Les Pays-Bas ont eu une dérogation sur les normes au nitrate. Ainsi, ils ont pu continuer à produire sans trop se soucier de ce problème. Aujourd’hui, le gouvernement en place a commencé à décider de limiter les nitrates ce qui va amener à la situation suivante : 90% des éleveurs de certaines régions vont purement et simplement disparaître car l'élevage est considéré comme étant à l'origine des émissions d'azote. Les agriculteurs et surtout les éleveurs ne vont plus pouvoir travailler et cela va changer la carte des Pays-Bas. 

La stratégie Farm to Fork veut baisser drastiquement l'utilisation de pesticides de synthèse, qu'en pensez-vous ?

Si on ne permet pas aux agriculteurs d’appliquer des traitements phytosanitaires, la production agricole va baisser drastiquement. Les pesticides ne sont pas utilisés pour s’amuser par les agriculteurs et ils savent aujourd’hui les conséquences de leur usage. En France, par exemple, très peu de producteurs utilisent les pesticides sans se protéger. Si on baisse voire on interdit l’utilisation de pesticides, il pourrait y avoir 50 % de rendement en moins et 50 % de chiffre d'affaires en moins. Si l’on ne traite pas le mildiou, c’est 50 % de pertes minimum voire 100 %.

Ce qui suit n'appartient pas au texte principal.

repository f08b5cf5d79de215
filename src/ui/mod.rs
pub mod components;
pub mod layout;
pub mod theme;
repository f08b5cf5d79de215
pub mod mastery_view;
pub mod paradigm_table;
pub mod selector;
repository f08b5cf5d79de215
use serde::{Deserialize, Serialize};

#[derive(Clone, Debug, PartialEq, Eq, Serialize, Deserialize)]
pub struct FormRow {
    pub label: String,
    /// One form per column; an empty string marks a cell with no form.
    pub forms: Vec<String>,
}

/// The answer sheet for one table: column headings and labelled rows.
#[derive(Clone, Debug, PartialEq, Eq, Serialize, Deserialize)]
pub struct Grid {
    pub columns: Vec<String>,
    pub rows: Vec<FormRow>,
}

impl Grid {
    pub fn form(&self, row: usize, col: usize) -> Option<&str> {
        self.rows
            .get(row)
            .and_then(|r| r.forms.get(col))
            .map(String::as_str)
            .filter(|f| !f.is_empty())
    }

    pub fn cell_count(&self) -> usize {
        self.rows
            .iter()
            .map(|r| r.forms.iter().filter(|f| !f.is_empty()).count())
            .sum()
    }
}

#[cfg(test)]
mod tests {
    use super::*;

    fn article_fragment() -> Grid {
        Grid {
            columns: vec!["Singular".to_string(), "Plural".to_string()],
            rows: vec![
                FormRow {
                    label: "Nominative".to_string(),
                    forms: vec!["ὁ".to_string(), "οἱ".to_string()],
                },
                FormRow {
                    label: "Vocative".to_string(),
                    forms: vec![String::new(), String::new()],
                },
            ],
        }
    }

    #[test]
    fn test_empty_forms_are_not_cells() {
        let grid = article_fragment();
        assert_eq!(grid.cell_count(), 2);
        assert_eq!(grid.form(0, 1), Some("οἱ"));
        assert_eq!(grid.form(1, 0), None);
        assert_eq!(grid.form(5, 0), None);
    }
}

Cette situation rappelle celle que l’on connaît avec le nucléaire. Sans raison, on considère cette énergie comme mauvaise alors on ne veut plus la développer ou on l’abandonne. Pourtant, si l’on regarde côté climat, le nucléaire émet peu comparé aux éoliennes ou au gaz. Par dogmatisme parfois, on prend des chemins qui ne sont pas forcément les bons et après il faut revenir en arrière.